3.  This is the day the Lord has made. I will rejoice and be glad in it.  Every morning Loki greets us as we tumble out of bed.  He greets us as though when we went to sleep he thought we'd never, ever, never again awaken.  He is so flippin' happy to see us.  He jumps and romps and twirls around and basically acts like he hasn't seen any of us in 4392 days. We, literally, slept 7 hours, dude. And still, he greets us with joy and happiness. He epitomizes the joy that we should greet every day with simply because it's a new day. A new 24 hours to live and be thankful.

2.  When we want love or we want to give love, we should just do it.   I've had other dogs, but I've never had one who will hunt me down to get love or give it.  If anyone in our house sits on the floor, the couch, the bed, the chair, Loki will find a way to be with them.  If he can't get ON you, he will lay near you and stare you down until you move to another location so he can then get ON you in your new location.  He is openly asking you to love on him. He is openly asking to love on you. We should all be this way.  I'd never really thought about giving and receiving love so freely until I saw my Pug do it.  It's a beautiful thing.

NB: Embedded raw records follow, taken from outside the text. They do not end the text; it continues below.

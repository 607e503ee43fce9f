//! Benchmark drivers: the writer step loop and the one-shot reader.
//!
//! Both run SPMD: every rank calls the same function with its own
//! communicator and the same configuration. Failures that could leave ranks
//! on different code paths are agreed on across the world group before the
//! next collective call.

use std::fs::File;
use std::io::{BufWriter, Write};
use std::time::Instant;

use tracing::{debug, info_span};

use crate::comm::{Communicator, ROOT};
use crate::config::{ReaderConfig, WriterConfig};
use crate::error::{BenchError, Result};
use crate::hierarchy::Hierarchy;
use crate::partition::{partition, Partition};
use crate::report;
use crate::storage::{
    ReadHandle, Schema, Selection, StorageEngine, GLOBAL_LEN, LOCAL_COUNT, OFFSET, PAYLOAD,
};
use crate::synth::{fill_step, verify_all, StepVerdict};
use crate::timing::{Phase, PhaseTimings, StepMetrics, MIB};

/// Bytes per payload element.
const ELEM_BYTES: u64 = std::mem::size_of::<i32>() as u64;

/// What one rank saw over a writer run.
#[derive(Debug, Clone)]
pub struct WriteSummary {
    /// Target this rank's group wrote to.
    pub target: String,
    pub partition: Partition,
    pub steps: Vec<StepMetrics>,
}

/// What one rank saw over a reader run.
#[derive(Debug, Clone)]
pub struct ReadSummary {
    pub global_len: u64,
    pub step_count: u32,
    pub partition: Partition,
    pub metrics: StepMetrics,
    pub verdicts: Vec<StepVerdict>,
}

impl ReadSummary {
    pub fn failed_steps(&self) -> usize {
        self.verdicts.iter().filter(|v| !v.passed()).count()
    }
}

/// Turn a local result into one every rank of `world` agrees on.
///
/// Ranks whose own step succeeded get `peer_error` when any other rank
/// failed.
fn agree<T>(
    world: &dyn Communicator,
    local: Result<T>,
    peer_error: fn(String) -> BenchError,
) -> Result<T> {
    if world.all_agree(local.is_ok()) {
        return local;
    }
    Err(match local {
        Err(e) => e,
        Ok(_) => peer_error(format!(
            "failed on another rank (this is rank {})",
            world.rank()
        )),
    })
}

/// Write report text, flush, and agree on the outcome across `world`.
///
/// A closed output stream on one rank (e.g. `stepbench write ... | head`)
/// stops every rank at the same point.
fn emit<W: Write>(
    world: &dyn Communicator,
    out: &mut W,
    write: impl FnOnce(&mut W) -> Result<()>,
) -> Result<()> {
    let written = write(&mut *out).and_then(|()| Ok(out.flush()?));
    agree(world, written, BenchError::Report)
}

/// Gather host names on the root.
fn host_map(world: &dyn Communicator) -> Option<Vec<String>> {
    world.gather_names(&world.processor_name())
}

/// Run the writer on this rank.
///
/// Rank 0 of `world` prints the info header and the aggregate rows to
/// `out`; every rank prints its own rows.
pub fn run_writer<W: Write>(
    cfg: &WriterConfig,
    world: &dyn Communicator,
    engine: &mut dyn StorageEngine,
    out: &mut W,
) -> Result<WriteSummary> {
    let rank = world.rank();
    let nproc = world.size();
    let global_len = cfg
        .len_per_rank
        .checked_mul(nproc as u64)
        .filter(|gnx| gnx.checked_mul(ELEM_BYTES).is_some())
        .ok_or_else(|| {
            BenchError::Config(format!(
                "--len {} on {} ranks overflows the global array size",
                cfg.len_per_rank, nproc
            ))
        })?;
    let part = partition(global_len, nproc as u32, rank as u32);

    let hosts = host_map(world);
    let hierarchy = Hierarchy::build(world, &cfg.grouping)?;
    let target = hierarchy.target_name(&cfg.output);
    let declared = engine.declare(Schema::benchmark());
    agree(world, declared, BenchError::Config)?;

    let mib_per_rank = (ELEM_BYTES * cfg.len_per_rank) as f64 / MIB;
    emit(world, out, |out| {
        if rank != ROOT {
            return Ok(());
        }
        let fields = [
            ("NX", cfg.len_per_rank.to_string()),
            ("nsteps", cfg.steps.to_string()),
            ("Total NPs", nproc.to_string()),
            ("MBs/proc", format!("{:.3}", mib_per_rank)),
            ("Method", engine.method().to_string()),
            ("Params", cfg.params.clone()),
        ];
        report::write_info(out, &fields, hosts.as_deref().unwrap_or(&[]))?;
        report::write_timing_header(out, true)
    })?;

    let local_bytes = ELEM_BYTES * part.count;
    let total_bytes = ELEM_BYTES * global_len;
    let mut buf = Vec::with_capacity(part.count as usize);
    let mut steps = Vec::with_capacity(cfg.steps as usize);

    for step in 0..cfg.steps {
        let _span = info_span!("write_step", step).entered();
        fill_step(global_len, step, &part, &mut buf);
        let mode = cfg.open_policy.mode_for(step);

        world.barrier();
        let mut timings = PhaseTimings::start();
        let written = write_step(
            engine,
            &target,
            mode,
            hierarchy.comm(),
            &mut timings,
            global_len,
            &part,
            &buf,
            cfg.fsync,
        );
        agree(world, written, BenchError::Transfer)?;
        debug!(%mode, path = %target, "step written");

        world.barrier();
        let metrics = StepMetrics::collect(world, Some(step), &timings, local_bytes, total_bytes);
        emit_rows(world, out, rank, &metrics)?;
        steps.push(metrics);

        if step + 1 < cfg.steps && !cfg.sleep.is_zero() {
            std::thread::sleep(cfg.sleep);
        }
    }

    Ok(WriteSummary {
        target,
        partition: part,
        steps,
    })
}

/// Every rank's own row, then the root's aggregate row.
fn emit_rows<W: Write>(
    world: &dyn Communicator,
    out: &mut W,
    rank: i32,
    metrics: &StepMetrics,
) -> Result<()> {
    emit(world, out, |out| {
        report::write_timing_row(
            out,
            &rank.to_string(),
            metrics.step,
            &metrics.local,
            metrics.local_rates(),
        )
    })?;
    emit(world, out, |out| {
        match (metrics.slowest, metrics.aggregate_rates()) {
            (Some(slowest), Some(rates)) => {
                report::write_timing_row(out, report::ALL_LABEL, metrics.step, &slowest, rates)
            }
            _ => Ok(()),
        }
    })
}

/// Open, put and close one step, marking the phase boundaries.
#[allow(clippy::too_many_arguments)]
fn write_step(
    engine: &dyn StorageEngine,
    target: &str,
    mode: crate::storage::OpenMode,
    comm: &dyn Communicator,
    timings: &mut PhaseTimings,
    global_len: u64,
    part: &Partition,
    data: &[i32],
    fsync: bool,
) -> Result<()> {
    let mut handle = engine.open_write(target, mode, comm)?;
    timings.mark(Phase::Opened);

    let put = (|| {
        handle.put_scalar(GLOBAL_LEN, global_len)?;
        handle.put_scalar(OFFSET, part.offset)?;
        handle.put_scalar(LOCAL_COUNT, part.count)?;
        handle.put_array(PAYLOAD, data)
    })();
    timings.mark(Phase::Transferred);

    let closed = handle.close(fsync);
    timings.mark(Phase::Closed);
    put.and(closed)
}

/// Run the reader on this rank.
///
/// Reads every step of this rank's block in one request, reports timing,
/// then verifies each step. With `cfg.strict` a failed step turns into
/// `BenchError::Verification` after all steps were checked and reported.
pub fn run_reader<W: Write>(
    cfg: &ReaderConfig,
    world: &dyn Communicator,
    engine: &dyn StorageEngine,
    out: &mut W,
) -> Result<ReadSummary> {
    let _span = info_span!("read").entered();
    let rank = world.rank();
    let nproc = world.size();
    let hosts = host_map(world);

    world.barrier();
    let mut timings = PhaseTimings::start();
    let opened = engine.open_read(&cfg.input, world, cfg.open_timeout);

    let query_start = Instant::now();
    let mut handle = agree(world, opened, BenchError::Open)?;
    let gnx = handle.inquire(GLOBAL_LEN).and_then(|info| {
        info.value
            .map(|v| (v, info.step_count))
            .ok_or_else(|| BenchError::Transfer(format!("'{GLOBAL_LEN}' holds no value")))
    });
    let (global_len, step_count) = match agree(world, gnx, BenchError::Transfer) {
        Ok(v) => v,
        Err(e) => {
            handle.close()?;
            return Err(e);
        }
    };
    let query_end = Instant::now();
    timings.exclude(query_end - query_start);
    timings.mark(Phase::Opened);

    let part = partition(global_len, nproc as u32, rank as u32);
    let read = read_block(handle.as_mut(), &part, step_count, &mut timings);
    let closed = handle.close();
    timings.mark(Phase::Closed);
    let data = agree(
        world,
        read.and_then(|d| closed.map(|_| d)),
        BenchError::Transfer,
    )?;
    debug!(
        global_len,
        step_count,
        offset = part.offset,
        count = part.count,
        "block read"
    );

    let mib_per_rank = (ELEM_BYTES * global_len) as f64 / nproc as f64 / MIB;
    emit(world, out, |out| {
        if rank != ROOT {
            return Ok(());
        }
        let fields = [
            ("gnx", global_len.to_string()),
            ("nsteps", step_count.to_string()),
            ("Total NPs", nproc.to_string()),
            ("MBs/proc", format!("{:.3}", mib_per_rank)),
            ("Method", engine.method().to_string()),
            ("Params", cfg.params.clone()),
        ];
        report::write_info(out, &fields, hosts.as_deref().unwrap_or(&[]))?;
        report::write_timing_header(out, false)
    })?;

    let steps = u64::from(step_count);
    let metrics = StepMetrics::collect(
        world,
        None,
        &timings,
        ELEM_BYTES * steps * part.count,
        ELEM_BYTES * steps * global_len,
    );
    emit_rows(world, out, rank, &metrics)?;

    let verdicts = verify_all(global_len, step_count, &part, &data);
    emit(world, out, |out| {
        verdicts
            .iter()
            .try_for_each(|verdict| report::write_verdict(out, rank, verdict))
    })?;

    if let Some(dir) = &cfg.dump_dir {
        let dumped = dump_block(dir, &part, step_count, &data);
        agree(world, dumped, BenchError::Transfer)?;
    }

    let summary = ReadSummary {
        global_len,
        step_count,
        partition: part,
        metrics,
        verdicts,
    };
    let failed_steps = summary.failed_steps();
    if cfg.strict && failed_steps > 0 {
        return Err(BenchError::Verification { failed_steps });
    }
    Ok(summary)
}

/// Schedule and perform the read of `part` for every step.
fn read_block(
    handle: &mut dyn ReadHandle,
    part: &Partition,
    step_count: u32,
    timings: &mut PhaseTimings,
) -> Result<Vec<i32>> {
    let selection = Selection {
        offset: part.offset,
        count: part.count,
    };
    let id = handle.schedule_read(PAYLOAD, selection, 0..step_count)?;
    let mut batch = handle.perform_reads()?;
    timings.mark(Phase::Transferred);
    batch.take(id)
}

fn dump_block(
    dir: &std::path::Path,
    part: &Partition,
    step_count: u32,
    data: &[i32],
) -> Result<()> {
    let path = dir.join(format!("reader.{}.txt", part.rank));
    let mut w = BufWriter::new(File::create(&path)?);
    report::write_rank_dump(&mut w, part, step_count, data)?;
    w.flush()?;
    debug!(path = %path.display(), "reader dump written");
    Ok(())
}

Because the couch is such a lovely place to bond with people you love.
And the floor is fine, too. 

1.  Live, Laugh, Love  I couldn't think of what to term the thing Loki most makes me thankful for because it's a feeling more than an exact thought.  Loki plays when he wants to play, loves when he wants to love and rests when he knows it time to rest.  He doesn't think about dumb stuff like if his socks match, or if someone will think he's silly for just doing his thing or if he looks dumb while he's just doing his thing.  He just does it.  He's like a two year old child with fur.  And the Lord said: "Then he said, "I tell all of you with certainty, unless you change and become like little children, you will never get into the kingdom from heaven."  Loki gives me a sense of what that actually means.  

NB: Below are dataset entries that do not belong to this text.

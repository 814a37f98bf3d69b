use std::sync::atomic::{AtomicU32, Ordering};

/// Height storage a droplet reads and writes through.
pub trait HeightBuffer {
    fn get(&self, i: usize) -> f32;
    fn add(&mut self, i: usize, delta: f32);
}

impl HeightBuffer for [f32] {
    #[inline]
    fn get(&self, i: usize) -> f32 {
        self[i]
    }

    #[inline]
    fn add(&mut self, i: usize, delta: f32) {
        self[i] += delta;
    }
}

/// Height buffer shared by concurrently running droplets.
///
/// Cells hold f32 bit patterns. Updates are a relaxed load followed by a relaxed
/// store, not a read-modify-write, so two droplets touching the same cell at once
/// can lose one of the updates. Erosion quality is statistical and tolerates that.
pub struct SharedHeights {
    cells: Vec<AtomicU32>,
}

impl SharedHeights {
    pub fn from_slice(heights: &[f32]) -> Self {
        Self {
            cells: heights.iter().map(|h| AtomicU32::new(h.to_bits())).collect(),
        }
    }

    pub fn view(&self) -> SharedView<'_> {
        SharedView { cells: &self.cells }
    }

    /// Read back into host memory once all work-items have finished.
    pub fn copy_to(&self, out: &mut [f32]) {
        debug_assert_eq!(out.len(), self.cells.len());
        for (o, c) in out.iter_mut().zip(&self.cells) {
            *o = f32::from_bits(c.load(Ordering::Relaxed));
        }
    }
}

#[derive(Clone, Copy)]
pub struct SharedView<'a> {
    cells: &'a [AtomicU32],
}

impl HeightBuffer for SharedView<'_> {
    #[inline]
    fn get(&self, i: usize) -> f32 {
        f32::from_bits(self.cells[i].load(Ordering::Relaxed))
    }

    #[inline]
    fn add(&mut self, i: usize, delta: f32) {
        let v = self.get(i) + delta;
        self.cells[i].store(v.to_bits(), Ordering::Relaxed);
    }
}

When I had small kids of my own, the ones with skin and not fur, I think I was so consumed with making sure I did everything I could to do "the things" right, that I missed a lot of this time with them and I'm thankful that I'm remembering it now. We had a lot of fun, but many times while we were having fun, I was thinking about "the things" that would soon come that wouldn't be fun and that was stupid. It was just stupid. We should be in the moment, the now. It's the only moment we've got and every day I'm becoming more thankful for the days, the moments, the now. I'm becoming more thankful that I can just let go and have fun.  

Happy Thanksgiving, ya'll.  Be thankful. Every day. All the time. 

"In every thing give thanks: for this is the will of God in Christ Jesus concerning you."